For the last 12 months, I’ve been trying to create a spinout from the CSIRO and I’ve learnt a thing or two about what works and what doesn’t. With this post, I’d like to contribute constructively to the discussion of what a standardised approach to government spinouts should look like and how to maximise their potential for success. This may actually also be useful for spinouts from large enterprises more generally.

I’ll start by telling our story in the context of what is important for startup success, then explain what policies other organisations have created that are being successful at spinning out, and finish with some recommendations.

What is a spinout?

The terminology in the spinning off context is actually quite messy, so let me explain where I stand. Approval to run a mostly self-contained project within CSIRO under a new brand name with a target of creating a new entity, maybe even with an incorporated new company behind it, is not a “spinout” or “spinoff”.  As long as the people continue to be employed by CSIRO, all or most funding is provided by the CSIRO, and all or most IP maintains to be owned by the CSIRO, it’s  merely the first step towards a spinout. Let’s call this a “spin-in”.

The real test comes when trying to make such an entity independent of the CSIRO and turn it into a company with its own employees. People and who has control over them is at the key of spinning out. What is required is investor money or large paying customers to take this step. Our company was a spin-in for a year before we decided it was time to try to spin out and stand on our own feet.

Speed of decisions

They say some of the key advantages of startups are to be agile, adaptable, unbureaucratic and fast in decision-making. Doing this as a spin-in is hard, really hard, because you have to conform to existing formalised processes while at the same time behave like a startup to your customers and potential investors.

I’m in the ex-NICTA, now Data61 division of the CSIRO and our spinout efforts happened during the conversion period, so don’t take the amount of time it took us as an indication of how long it will typically take for CSIRO to make a decision to allow a spinout to happen. However, the first thing I’d like to point out is that speedy decisions are not a forte of government organisations.

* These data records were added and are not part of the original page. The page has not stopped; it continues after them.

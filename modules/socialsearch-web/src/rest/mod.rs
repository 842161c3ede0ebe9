use std::sync::Arc;

use axum::{
    extract::State,
    http::StatusCode,
    response::{IntoResponse, Json, Response},
};
use tracing::warn;

use crate::AppState;

/// Current leaderboard and per-network totals, read straight from the store.
pub async fn api_ranking(State(state): State<Arc<AppState>>) -> Response {
    match state.store.fetch_ranking().await {
        Ok(payload) => Json(payload).into_response(),
        Err(e) => {
            warn!(error = %e, "Failed to fetch ranking");
            (
                StatusCode::SERVICE_UNAVAILABLE,
                Json(serde_json::json!({ "error": "ranking unavailable" })),
            )
                .into_response()
        }
    }
}

pub async fn health() -> &'static str {
    "ok"
}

It’s not an obstacle - it’s just something you have to calculate with. It also results in CSIRO needing to invest a lot more money into their spin-in projects than would be necessary, because bureaucracy makes the founders and the investors wait.

It’s quite easy to understand: government administrations are typically risk-averse, simply because they have to make sure to have dotted all the i-s and crossed all the t-s before making suggestions about decisions to superiors. Since governments work for the people, all decisions are in the public eye and there is a responsibility to have done the most in-depth due diligence possible.

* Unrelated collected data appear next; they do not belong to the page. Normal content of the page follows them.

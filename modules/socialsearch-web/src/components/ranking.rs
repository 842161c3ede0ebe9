use dioxus::prelude::*;

use socialsearch_common::{Network, SocialCounts};

use super::layout::Layout;
use super::{RankingRow, RankingView};
use crate::templates::render_document;

const NETWORK_COLORS: [&str; 4] = ["#0CA4E8", "#0CE8F2", "#00DCA9", "#0CE838"];

/// Keyword leaderboard table beside the per-network pie chart.
pub fn ranking_section(data: &RankingView) -> Element {
    rsx! {
        div { class: "grid grid-cols-1 lg:grid-cols-3 gap-4",
            div { class: "lg:col-span-2 bg-white border border-gray-200 rounded-lg p-5 shadow-sm",
                h3 { class: "font-semibold text-center mb-6", "Most searched keywords" }
                { leaderboard(data) }
            }
            div { class: "bg-white border border-gray-200 rounded-lg p-5 shadow-sm",
                h3 { class: "font-semibold text-center mb-6", "Searches by network" }
                { social_chart(data) }
            }
        }
    }
}

fn social_chart(data: &RankingView) -> Element {
    match data {
        RankingView::Loaded { chart_js, .. } => rsx! {
            div { class: "relative h-64",
                canvas { id: "chart-social" }
            }
            script { dangerous_inner_html: "{chart_js}" }
        },
        _ => rsx! {},
    }
}

fn leaderboard(data: &RankingView) -> Element {
    match data {
        RankingView::Loading => rsx! {
            div { class: "text-sm text-gray-400 text-center", "Loading ranking" }
        },
        RankingView::Empty => rsx! {
            div { class: "text-sm text-gray-400 text-center", "No searches recorded yet." }
        },
        RankingView::Failed => rsx! {
            div { class: "text-sm text-red-600 text-center", "Ranking is unavailable right now." }
        },
        RankingView::Loaded { rows, .. } => rsx! {
            table { id: "ranking-table", class: "w-11/12 mx-auto text-sm border border-gray-200",
                thead {
                    tr {
                        th { class: "p-2 text-center border-b", "#" }
                        th { class: "p-2 text-center border-b", "Search" }
                        th { class: "p-2 text-center border-b", "Network" }
                        th { class: "p-2 text-center border-b", "Amount" }
                    }
                }
                tbody {
                    for row in rows.iter() {
                        { ranking_row(row) }
                    }
                }
            }
        },
    }
}

fn ranking_row(row: &RankingRow) -> Element {
    rsx! {
        tr {
            td { class: "p-2 text-center font-semibold", "{row.position}" }
            td { class: "p-2 text-center", "{row.query}" }
            td { class: "p-2 text-center", "{row.network}" }
            td { class: "p-2 text-center", "{row.amount}" }
        }
    }
}

#[allow(non_snake_case)]
#[component]
fn RankingPage(data: RankingView) -> Element {
    rsx! {
        Layout { title: "Ranking".to_string(), active_page: "ranking".to_string(), auto_refresh: false,
            { ranking_section(&data) }
        }
    }
}

pub fn render_ranking_page(data: RankingView) -> String {
    render_document(VirtualDom::new_with_props(RankingPage, RankingPageProps { data }))
}

// --- Chart.js JSON builders ---

pub fn build_social_pie_chart(counts: &SocialCounts) -> String {
    let labels: Vec<&str> = Network::ALL.iter().map(|n| n.label()).collect();
    format!(
        r#"new Chart(document.getElementById('chart-social'),{{type:'pie',data:{{labels:{labels},datasets:[{{data:{values},backgroundColor:{colors},hoverBackgroundColor:{colors}}}]}},options:{{maintainAspectRatio:false,responsive:true,plugins:{{legend:{{position:'right'}}}}}}}});"#,
        labels = serde_json::to_string(&labels).unwrap_or_default(),
        values = serde_json::to_string(counts.as_slice()).unwrap_or_default(),
        colors = serde_json::to_string(&NETWORK_COLORS).unwrap_or_default(),
    )
}

#[cfg(test)]
mod tests {
    use super::*;

    #[test]
    fn pie_chart_uses_fixed_legend_order() {
        let js = build_social_pie_chart(&SocialCounts([4, 3, 2, 1]));
        assert!(js.contains(r#"labels:["Instagram","TikTok","Twitter","Youtube"]"#));
        assert!(js.contains("data:[4,3,2,1]"));
        assert!(js.contains("type:'pie'"));
        assert!(js.contains("position:'right'"));
    }

    #[test]
    fn loaded_page_renders_rows_and_chart() {
        let html = render_ranking_page(RankingView::Loaded {
            rows: vec![RankingRow {
                position: 1,
                query: "sunset".into(),
                network: "TikTok".into(),
                amount: 7,
            }],
            chart_js: build_social_pie_chart(&SocialCounts([0, 7, 0, 0])),
        });
        assert!(html.starts_with("<!DOCTYPE html>"));
        assert!(html.contains("ranking-table"));
        assert!(html.contains("sunset"));
        assert!(html.contains("chart-social"));
    }

    #[test]
    fn empty_page_has_no_table_or_chart() {
        let html = render_ranking_page(RankingView::Empty);
        assert!(html.contains("No searches recorded yet."));
        assert!(!html.contains("ranking-table"));
        assert!(!html.contains("chart-social"));
    }

    #[test]
    fn loading_page_says_so() {
        let html = render_ranking_page(RankingView::Loading);
        assert!(html.contains("Loading ranking"));
        assert!(!html.contains("No searches recorded yet."));
    }
}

In the CSIRO, there are at least 4 levels of administration to go through to get a decision made about a spinout: your division commercialisation people, your division head, the Major Transactions Committee (MTC), and the CSIRO CEO. After this, the CSIRO board and the science minister will be informed and may still object, but this is rare. A public announcement is not made until the separation is completely, which in our case depends on investment coming in.

 

As a CSIRO employee who is trying to spin out, your first step is to work closely with your division commercialisation people. They are your friends, because it is their target to do something with the IP created and will make sure that things move forward. But they are also representing CSIRO’s interest, so you’ll still have to negotiate a sensible position for your startup. Since there is no standard policy for how spinouts work, it will take a while to figure out the conditions.

Once you’ve outlined the conditions, your commercialisation people will need to communicate with legal to make sure everything is kosher, and with your division head to get their buy-in. A bunch of paperwork, business plans, and draft contracts need to be prepared as a submission to the MTC.

Since the MTC only meets about 10 times a year and has many many things to decide, you’ll be lucky to get slotted in within 3 months. Assuming your paperwork is finished, you’re now just waiting to get approval. For a fast-moving startup, 3 months is an eternity to wait - particularly for tech startups and if you’ve lined up investors who are waiting to move forward. Expect to do some more paperwork once you’ve been assessed by the MTC.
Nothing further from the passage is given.